• Exercise goal:
Every line below that has "serde" in it should be copied.

#####

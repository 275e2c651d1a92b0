//! Per-country orchestration: fetch, resample, classify, compose, upload.
//!
//! The pipeline is best effort. A country that fails at any stage is logged and
//! left out of the result; the rest of the batch carries on. Rendering runs on
//! the rayon pool with one working subdirectory per country, uploads run one
//! after another on the calling thread so retry waits never hold a render
//! worker.

use std::collections::{BTreeMap, HashSet};
use std::fmt;
use std::fs;
use std::path::{Path, PathBuf};

use rayon::prelude::*;
use tracing::{debug, error, info, info_span, warn};

use crate::cancel::CancellationToken;
use crate::error::{Error, Result};
use crate::legend::Legend;
use crate::model::{RenderedRaster, UploadedTileset};
use crate::resample::read_resampled;
use crate::source::RasterSource;
use crate::upload::{AccessToken, TileService, TileUploader};
use crate::writer::RasterComposer;

#[derive(Debug, Clone, Copy, PartialEq, Eq)]
pub enum Stage {
    Preparing,
    Fetching,
    Resampling,
    Classifying,
    Composing,
    Uploading,
}

impl fmt::Display for Stage {
    fn fmt(&self, f: &mut fmt::Formatter<'_>) -> fmt::Result {
        let name = match self {
            Stage::Preparing => "preparing",
            Stage::Fetching => "fetching",
            Stage::Resampling => "resampling",
            Stage::Classifying => "classifying",
            Stage::Composing => "composing",
            Stage::Uploading => "uploading",
        };
        f.write_str(name)
    }
}

/// Terminal state of one country.
#[derive(Debug)]
pub enum CountryOutcome {
    /// Rendered but not (yet) uploaded.
    Rendered(RenderedRaster),
    Uploaded(UploadedTileset),
    FetchFailed(Error),
    RenderFailed { stage: Stage, error: Error },
    UploadFailed(Error),
    Cancelled,
}

impl CountryOutcome {
    pub fn is_failure(&self) -> bool {
        !matches!(self, CountryOutcome::Rendered(_) | CountryOutcome::Uploaded(_))
    }
}

/// Outcomes in the order the countries were given.
#[derive(Debug, Default)]
pub struct BatchReport {
    pub outcomes: Vec<(String, CountryOutcome)>,
}

impl BatchReport {
    /// iso → tileset for every uploaded country. Missing countries failed or
    /// were skipped.
    pub fn uploaded(&self) -> BTreeMap<String, UploadedTileset> {
        self.outcomes
            .iter()
            .filter_map(|(iso, outcome)| match outcome {
                CountryOutcome::Uploaded(tileset) => Some((iso.clone(), tileset.clone())),
                _ => None,
            })
            .collect()
    }

    pub fn rendered(&self) -> BTreeMap<String, PathBuf> {
        self.outcomes
            .iter()
            .filter_map(|(iso, outcome)| match outcome {
                CountryOutcome::Rendered(raster) => Some((iso.clone(), raster.path.clone())),
                _ => None,
            })
            .collect()
    }

    pub fn failures(&self) -> usize {
        self.outcomes.iter().filter(|(_, o)| o.is_failure()).count()
    }
}

pub struct RenderPipeline<R> {
    source: R,
    legend: Legend,
    composer: RasterComposer,
    work_dir: PathBuf,
    max_width: usize,
    cancel: CancellationToken,
}

impl<R: RasterSource> RenderPipeline<R> {
    pub fn new(
        source: R,
        legend: Legend,
        work_dir: impl Into<PathBuf>,
        max_width: usize,
        cancel: CancellationToken,
    ) -> Self {
        Self {
            source,
            legend,
            composer: RasterComposer::new(),
            work_dir: work_dir.into(),
            max_width,
            cancel,
        }
    }

    /// Renders and uploads every country.
    pub fn run<S: TileService>(
        &self,
        countries: &[String],
        uploader: &TileUploader<S>,
        token: &AccessToken,
    ) -> BatchReport {
        let rendered = self.render_all(countries);
        self.upload_all(rendered, uploader, token)
    }

    /// Renders every country in parallel. Successful countries end up as
    /// [`CountryOutcome::Rendered`].
    ///
    /// Codes are upper-cased and deduplicated first so that no two workers
    /// share a working subdirectory.
    pub fn render_all(&self, countries: &[String]) -> BatchReport {
        let countries = unique_codes(countries);
        info!(countries = countries.len(), "Rendering population rasters");
        let outcomes = countries
            .par_iter()
            .map(|iso| {
                let span = info_span!("country", iso = %iso);
                let _enter = span.enter();
                (iso.clone(), self.render_outcome(iso))
            })
            .collect();
        BatchReport { outcomes }
    }

    /// Uploads the rendered countries of `report` sequentially.
    pub fn upload_all<S: TileService>(
        &self,
        report: BatchReport,
        uploader: &TileUploader<S>,
        token: &AccessToken,
    ) -> BatchReport {
        let outcomes = report
            .outcomes
            .into_iter()
            .map(|(iso, outcome)| {
                let raster = match outcome {
                    CountryOutcome::Rendered(raster) => raster,
                    other => return (iso, other),
                };
                let span = info_span!("country", iso = %iso);
                let _enter = span.enter();

                if self.cancel.is_cancelled() {
                    warn!("Run cancelled, skipping upload");
                    return (iso, CountryOutcome::Cancelled);
                }

                let outcome = match uploader.upload(&iso, &raster.path, token) {
                    Ok(tileset) => CountryOutcome::Uploaded(tileset),
                    Err(Error::Cancelled) => {
                        warn!("Run cancelled during upload");
                        CountryOutcome::Cancelled
                    }
                    Err(e) => {
                        error!(stage = %Stage::Uploading, "{}: {}", iso, e);
                        CountryOutcome::UploadFailed(e)
                    }
                };
                (iso, outcome)
            })
            .collect();
        BatchReport { outcomes }
    }

    fn render_outcome(&self, iso: &str) -> CountryOutcome {
        if self.cancel.is_cancelled() {
            warn!("Run cancelled, skipping country");
            return CountryOutcome::Cancelled;
        }

        match self.render_country(iso) {
            Ok(raster) => {
                info!(path = ?raster.path, width = raster.width, height = raster.height, "Rendered");
                CountryOutcome::Rendered(raster)
            }
            Err((Stage::Fetching, error)) => {
                error!("{}: could not fetch population raster: {}", iso, error);
                CountryOutcome::FetchFailed(error)
            }
            Err((stage, error)) => {
                error!(stage = %stage, "{}: {}", iso, error);
                CountryOutcome::RenderFailed { stage, error }
            }
        }
    }

    /// Runs the render stages for one country and writes `<iso>_render.tif`
    /// into the country's working directory.
    pub fn render_country(&self, iso: &str) -> std::result::Result<RenderedRaster, (Stage, Error)> {
        let country_dir = self.country_dir(iso).map_err(|e| (Stage::Preparing, e))?;

        debug!(stage = %Stage::Fetching, "Entering stage");
        let source_path = self
            .source
            .fetch(iso, &country_dir)
            .map_err(|e| (Stage::Fetching, e))?;

        debug!(stage = %Stage::Resampling, path = ?source_path, "Entering stage");
        let raster =
            read_resampled(&source_path, self.max_width).map_err(|e| (Stage::Resampling, e))?;

        debug!(stage = %Stage::Classifying, "Entering stage");
        let bands = self.legend.classify(&raster);

        debug!(stage = %Stage::Composing, "Entering stage");
        let output_path = country_dir.join(format!("{}_render.tif", iso.to_lowercase()));
        self.composer
            .write(&bands, &raster.meta, &output_path)
            .map_err(|e| (Stage::Composing, e))?;

        Ok(RenderedRaster {
            iso: iso.to_string(),
            path: output_path,
            width: raster.meta.width,
            height: raster.meta.height,
        })
    }

    fn country_dir(&self, iso: &str) -> Result<PathBuf> {
        let dir = self.work_dir.join(iso.to_lowercase());
        fs::create_dir_all(&dir).map_err(|e| Error::file(&dir, e))?;
        Ok(dir)
    }

    pub fn work_dir(&self) -> &Path {
        &self.work_dir
    }
}

/// Upper-cased codes in first-seen order, without duplicates or blanks.
fn unique_codes(countries: &[String]) -> Vec<String> {
    let mut seen = HashSet::new();
    countries
        .iter()
        .map(|c| c.trim().to_uppercase())
        .filter(|c| !c.is_empty() && seen.insert(c.clone()))
        .collect()
}
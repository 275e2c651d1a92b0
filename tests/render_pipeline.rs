// tests/render_pipeline.rs

use std::collections::VecDeque;
use std::fs;
use std::path::{Path, PathBuf};
use std::sync::Mutex;
use std::time::Duration;

use gdal::raster::{Buffer, GdalDataType};
use gdal::{Dataset, DriverManager};
use pop_tiles::source::LocalRasterSource;
use pop_tiles::{
    AccessToken, CancellationToken, CountryOutcome, Error, Legend, LegendEntry, RenderPipeline,
    RetryPolicy, Stage, TileService, TileUploader, TilesetNamer,
};
use tempfile::TempDir;

const WIDTH: usize = 8;
const HEIGHT: usize = 4;

/// Accepts every upload after replaying the scripted statuses.
struct FakeTileService {
    statuses: Mutex<VecDeque<u16>>,
    calls: Mutex<Vec<(String, String)>>,
}

impl FakeTileService {
    fn new(statuses: &[u16]) -> Self {
        Self {
            statuses: Mutex::new(statuses.iter().copied().collect()),
            calls: Mutex::new(Vec::new()),
        }
    }
}

impl TileService for FakeTileService {
    fn upload(
        &self,
        file: &Path,
        tileset_id: &str,
        name: &str,
        _token: &AccessToken,
    ) -> pop_tiles::Result<u16> {
        assert!(file.is_file(), "uploading missing file {:?}", file);
        self.calls
            .lock()
            .unwrap()
            .push((tileset_id.to_string(), name.to_string()));
        Ok(self.statuses.lock().unwrap().pop_front().unwrap_or(201))
    }
}

fn gdal_available() -> bool {
    DriverManager::get_driver_by_name("GTiff").is_ok()
}

/// Writes a WIDTH x HEIGHT float raster whose values ramp from -1 upwards.
fn write_population_raster(path: &Path) {
    let driver = DriverManager::get_driver_by_name("GTiff").unwrap();
    let mut dataset = driver
        .create_with_band_type::<f32, _>(path, WIDTH, HEIGHT, 1)
        .unwrap();
    dataset
        .set_geo_transform(&[27.0, 0.001, 0.0, -28.5, 0.0, -0.001])
        .unwrap();
    let values: Vec<f32> = (0..WIDTH * HEIGHT).map(|i| i as f32 - 1.0).collect();
    let mut band = dataset.rasterband(1).unwrap();
    let mut buffer = Buffer::new((WIDTH, HEIGHT), values);
    band.write((0, 0), (WIDTH, HEIGHT), &mut buffer).unwrap();
}

fn legend() -> Legend {
    Legend::new(vec![
        LegendEntry::new(0.0, 10.0, [255, 255, 204], [254, 178, 76]),
        LegendEntry::new(10.0, 40.0, [254, 178, 76], [189, 0, 38]),
    ])
    .unwrap()
}

fn uploader(statuses: &[u16]) -> TileUploader<FakeTileService> {
    TileUploader::new(
        FakeTileService::new(statuses),
        TilesetNamer::new("humdata", 2020, Some(2020)),
        RetryPolicy {
            delay: Duration::ZERO,
            ..RetryPolicy::default()
        },
        CancellationToken::new(),
    )
}

/// Source directory with valid rasters for AAA and CCC and a corrupt one for BBB.
fn raster_dir() -> TempDir {
    let dir = TempDir::new().unwrap();
    write_population_raster(&dir.path().join("aaa_ppp_2020.tif"));
    fs::write(dir.path().join("bbb_ppp_2020.tif"), b"definitely not a tiff").unwrap();
    write_population_raster(&dir.path().join("ccc_ppp_2020.tif"));
    dir
}

fn countries(codes: &[&str]) -> Vec<String> {
    codes.iter().map(|c| c.to_string()).collect()
}

#[test]
fn test_failed_country_does_not_abort_batch() {
    if !gdal_available() {
        eprintln!("Skipping test: GTiff driver not available");
        return;
    }
    let rasters = raster_dir();
    let work_dir = TempDir::new().unwrap();
    let pipeline = RenderPipeline::new(
        LocalRasterSource::new(rasters.path(), 2020),
        legend(),
        work_dir.path(),
        WIDTH,
        CancellationToken::new(),
    );
    let uploader = uploader(&[]);

    let report = pipeline.run(
        &countries(&["AAA", "BBB", "CCC"]),
        &uploader,
        &AccessToken::new("secret"),
    );

    let uploaded = report.uploaded();
    assert_eq!(
        uploaded.keys().cloned().collect::<Vec<_>>(),
        vec!["AAA".to_string(), "CCC".to_string()]
    );
    assert!(uploaded["AAA"].name.starts_with("aaa_ppp_2020-"));
    assert!(uploaded["CCC"].map_id.starts_with("humdata."));
    assert!(matches!(
        report.outcomes[1].1,
        CountryOutcome::RenderFailed {
            stage: Stage::Resampling,
            ..
        }
    ));
    assert_eq!(report.failures(), 1);
    assert_eq!(uploader.service().calls.lock().unwrap().len(), 2);
}

#[test]
fn test_missing_raster_is_fetch_failure() {
    let rasters = TempDir::new().unwrap();
    let work_dir = TempDir::new().unwrap();
    let pipeline = RenderPipeline::new(
        LocalRasterSource::new(rasters.path(), 2020),
        legend(),
        work_dir.path(),
        3000,
        CancellationToken::new(),
    );
    let uploader = uploader(&[]);

    let report = pipeline.run(&countries(&["ZZZ"]), &uploader, &AccessToken::new("secret"));

    assert!(matches!(report.outcomes[0].1, CountryOutcome::FetchFailed(_)));
    assert!(report.uploaded().is_empty());
    assert!(uploader.service().calls.lock().unwrap().is_empty());
}

#[test]
fn test_rendered_raster_is_rgba_and_downsampled() {
    if !gdal_available() {
        eprintln!("Skipping test: GTiff driver not available");
        return;
    }
    let rasters = raster_dir();
    let work_dir = TempDir::new().unwrap();
    let pipeline = RenderPipeline::new(
        LocalRasterSource::new(rasters.path(), 2020),
        legend(),
        work_dir.path(),
        WIDTH / 2,
        CancellationToken::new(),
    );

    let report = pipeline.render_all(&countries(&["AAA"]));
    let rendered: PathBuf = report.rendered()["AAA"].clone();
    assert_eq!(rendered, work_dir.path().join("aaa").join("aaa_render.tif"));

    let dataset = Dataset::open(&rendered).unwrap();
    assert_eq!(dataset.raster_size(), (WIDTH / 2, HEIGHT / 2));
    assert_eq!(dataset.raster_count(), 4);
    for i in 1..=4 {
        let band = dataset.rasterband(i).unwrap();
        assert_eq!(band.band_type(), GdalDataType::UInt8);
        assert_eq!(band.no_data_value(), None);
    }
    let transform = dataset.geo_transform().unwrap();
    assert!((transform[1] - 0.002).abs() < 1e-12);
}

#[test]
fn test_rendered_colors_follow_legend() {
    if !gdal_available() {
        eprintln!("Skipping test: GTiff driver not available");
        return;
    }
    let rasters = raster_dir();
    let work_dir = TempDir::new().unwrap();
    let pipeline = RenderPipeline::new(
        LocalRasterSource::new(rasters.path(), 2020),
        legend(),
        work_dir.path(),
        3000,
        CancellationToken::new(),
    );

    let rendered = pipeline.render_country("AAA").unwrap();
    assert_eq!((rendered.width, rendered.height), (WIDTH, HEIGHT));

    let dataset = Dataset::open(&rendered.path).unwrap();
    let read = |band: usize| -> Vec<u8> {
        let buffer = dataset
            .rasterband(band)
            .unwrap()
            .read_as::<u8>((0, 0), (WIDTH, HEIGHT), (WIDTH, HEIGHT), None)
            .unwrap();
        buffer.data().to_vec()
    };
    let (red, green, blue, alpha) = (read(1), read(2), read(3), read(4));

    // cell 0 is the -1 sentinel: transparent and unclassified
    assert_eq!([red[0], green[0], blue[0], alpha[0]], [0, 0, 0, 0]);
    // cell 1 is 0.0, the low end of the first entry
    assert_eq!([red[1], green[1], blue[1], alpha[1]], [255, 255, 204, 255]);
    // cell 11 is 10.0, the shared endpoint of both entries
    assert_eq!([red[11], green[11], blue[11]], [254, 178, 76]);
    // cell 31 is 30.0, inside the second entry only
    let expected = legend().color_of(30.0);
    assert_eq!([red[31], green[31], blue[31]], expected);
    assert_eq!(alpha[31], 255);
}

#[test]
fn test_conflicts_then_success_keeps_names() {
    if !gdal_available() {
        eprintln!("Skipping test: GTiff driver not available");
        return;
    }
    let rasters = raster_dir();
    let work_dir = TempDir::new().unwrap();
    let pipeline = RenderPipeline::new(
        LocalRasterSource::new(rasters.path(), 2020),
        legend(),
        work_dir.path(),
        3000,
        CancellationToken::new(),
    );
    let uploader = uploader(&[422, 422, 422, 201]);

    let report = pipeline.run(&countries(&["AAA"]), &uploader, &AccessToken::new("secret"));

    let tileset = report.uploaded()["AAA"].clone();
    let calls = uploader.service().calls.lock().unwrap().clone();
    assert_eq!(calls.len(), 4);
    assert!(calls
        .iter()
        .all(|(id, name)| id == &tileset.map_id && name == &tileset.name));
}

#[test]
fn test_rejected_upload_does_not_stop_later_countries() {
    if !gdal_available() {
        eprintln!("Skipping test: GTiff driver not available");
        return;
    }
    let rasters = raster_dir();
    let work_dir = TempDir::new().unwrap();
    let pipeline = RenderPipeline::new(
        LocalRasterSource::new(rasters.path(), 2020),
        legend(),
        work_dir.path(),
        3000,
        CancellationToken::new(),
    );
    // AAA exhausts all six attempts, CCC goes through on its first
    let uploader = uploader(&[422; 6]);

    let report = pipeline.run(
        &countries(&["AAA", "CCC"]),
        &uploader,
        &AccessToken::new("secret"),
    );

    assert!(matches!(
        report.outcomes[0].1,
        CountryOutcome::UploadFailed(Error::UploadRejected { attempts: 6, .. })
    ));
    assert_eq!(
        report.uploaded().keys().cloned().collect::<Vec<_>>(),
        vec!["CCC".to_string()]
    );
    assert_eq!(report.failures(), 1);
    assert_eq!(uploader.service().calls.lock().unwrap().len(), 7);
}
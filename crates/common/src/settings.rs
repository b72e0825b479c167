//! Adapter settings.
//!
//! Settings come from TOML merged with environment variables prefixed with
//! `MSQ_ADAPTER__`. For example `MSQ_ADAPTER__MEDIASQUARE__DEBUG=true`
//! overrides `mediasquare.debug`.

use config::{Config, Environment, File, FileFormat};
use error_stack::{Report, ResultExt};
use serde::{Deserialize, Serialize};
use url::Url;
use validator::Validate;

use crate::error::AdapterError;

pub const ENVIRONMENT_VARIABLE_PREFIX: &str = "MSQ_ADAPTER";
pub const ENVIRONMENT_VARIABLE_SEPARATOR: &str = "__";

#[derive(Debug, Clone, Deserialize, Serialize, Validate)]
pub struct MediasquareConfig {
    #[serde(default = "default_enabled")]
    pub enabled: bool,

    /// Base URL of the production bidder, including the trailing slash.
    #[serde(default = "default_production_host")]
    #[validate(url)]
    pub production_host: String,

    /// Base URL of the test bidder, used when the page opts into test mode.
    #[serde(default = "default_test_host")]
    #[validate(url)]
    pub test_host: String,

    /// Query string marker that switches a page into test mode.
    #[serde(default = "default_test_marker")]
    #[validate(length(min = 1))]
    pub test_marker: String,

    /// Ask the vendor for a debug auction.
    #[serde(default)]
    pub debug: bool,
}

fn default_enabled() -> bool {
    true
}

fn default_production_host() -> String {
    "https://bidder.mediasquare.fr/".to_string()
}

fn default_test_host() -> String {
    "https://bidder-test.mediasquare.fr/".to_string()
}

fn default_test_marker() -> String {
    "msq_test=true".to_string()
}

impl Default for MediasquareConfig {
    fn default() -> Self {
        Self {
            enabled: default_enabled(),
            production_host: default_production_host(),
            test_host: default_test_host(),
            test_marker: default_test_marker(),
            debug: false,
        }
    }
}

#[derive(Debug, Clone, Default, Deserialize, Serialize, Validate)]
pub struct Settings {
    #[serde(default)]
    #[validate(nested)]
    pub mediasquare: MediasquareConfig,
}

impl Settings {
    /// Load the settings embedded at build time, merged with the environment.
    ///
    /// # Errors
    ///
    /// Returns an error if the merged configuration cannot be deserialized or
    /// fails validation.
    pub fn new() -> Result<Self, Report<AdapterError>> {
        let toml_str = include_str!("../../../mediasquare.toml");
        Self::from_toml(toml_str)
    }

    /// Parse settings from a TOML string, applying environment overrides.
    ///
    /// # Errors
    ///
    /// Returns an error if the TOML is malformed, a value has the wrong type,
    /// or validation fails.
    pub fn from_toml(toml_str: &str) -> Result<Self, Report<AdapterError>> {
        let environment = Environment::default()
            .prefix(ENVIRONMENT_VARIABLE_PREFIX)
            .separator(ENVIRONMENT_VARIABLE_SEPARATOR);

        let toml = File::from_str(toml_str, FileFormat::Toml);
        let settings: Self = Config::builder()
            .add_source(toml)
            .add_source(environment)
            .build()
            .change_context(AdapterError::Configuration {
                message: "Failed to build configuration".to_string(),
            })?
            .try_deserialize()
            .change_context(AdapterError::Configuration {
                message: "Failed to deserialize configuration".to_string(),
            })?;

        settings
            .validate()
            .change_context(AdapterError::Configuration {
                message: "Settings validation failed".to_string(),
            })?;

        Ok(settings)
    }

    /// Serialize the effective settings back to TOML.
    ///
    /// # Errors
    ///
    /// Returns an error if the settings cannot be represented as TOML.
    pub fn to_canonical_toml(&self) -> Result<String, Report<AdapterError>> {
        toml::to_string(self).change_context(AdapterError::Configuration {
            message: "Failed to serialize settings to TOML".to_string(),
        })
    }
}

/// Per-call switches that used to be read from ambient page and global state.
///
/// The host builds these once per page view and passes them to every adapter
/// call; the adapter never caches them.
#[derive(Debug, Clone, Copy, Default, PartialEq, Eq, Serialize, Deserialize)]
#[serde(rename_all = "camelCase")]
pub struct AdapterFlags {
    /// Route every endpoint to the test bidder.
    pub test_mode: bool,
    /// Add `debug: true` to the auction payload.
    pub debug: bool,
}

impl AdapterFlags {
    #[must_use]
    pub fn new(test_mode: bool, debug: bool) -> Self {
        Self { test_mode, debug }
    }

    /// Derive flags from the page URL the auction runs on.
    ///
    /// Test mode is on when the query string contains the configured marker.
    /// Unparseable URLs fall back to production.
    #[must_use]
    pub fn from_page_url(config: &MediasquareConfig, page_url: Option<&str>) -> Self {
        let test_mode = page_url
            .and_then(|raw| match Url::parse(raw) {
                Ok(url) => Some(url),
                Err(e) => {
                    log::debug!("Mediasquare: ignoring unparseable page URL '{raw}': {e}");
                    None
                }
            })
            .and_then(|url| url.query().map(|query| query.contains(&config.test_marker)))
            .unwrap_or(false);

        Self {
            test_mode,
            debug: config.debug,
        }
    }
}
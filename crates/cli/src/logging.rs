use log::LevelFilter;

/// Route `log` records to stderr, keeping stdout for command output.
pub fn init_logger(verbose: bool) {
    let level = if verbose {
        LevelFilter::Debug
    } else {
        LevelFilter::Info
    };

    let result = fern::Dispatch::new()
        .format(|out, message, record| {
            out.finish(format_args!(
                "{}  {} {}",
                chrono::Local::now().to_rfc3339_opts(chrono::SecondsFormat::Millis, true),
                record.level(),
                message
            ))
        })
        .level(level)
        .chain(std::io::stderr())
        .apply();

    if let Err(e) = result {
        eprintln!("Failed to initialize logger: {}", e);
    }
}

#####

• Result of this exercise:
use serde::{Deserialize, Serialize};
    #[serde(default = "default_enabled")]
    #[serde(default = "default_production_host")]
    #[serde(default = "default_test_host")]
    #[serde(default = "default_test_marker")]
    #[serde(default)]
    #[serde(default)]
#[serde(rename_all = "camelCase")]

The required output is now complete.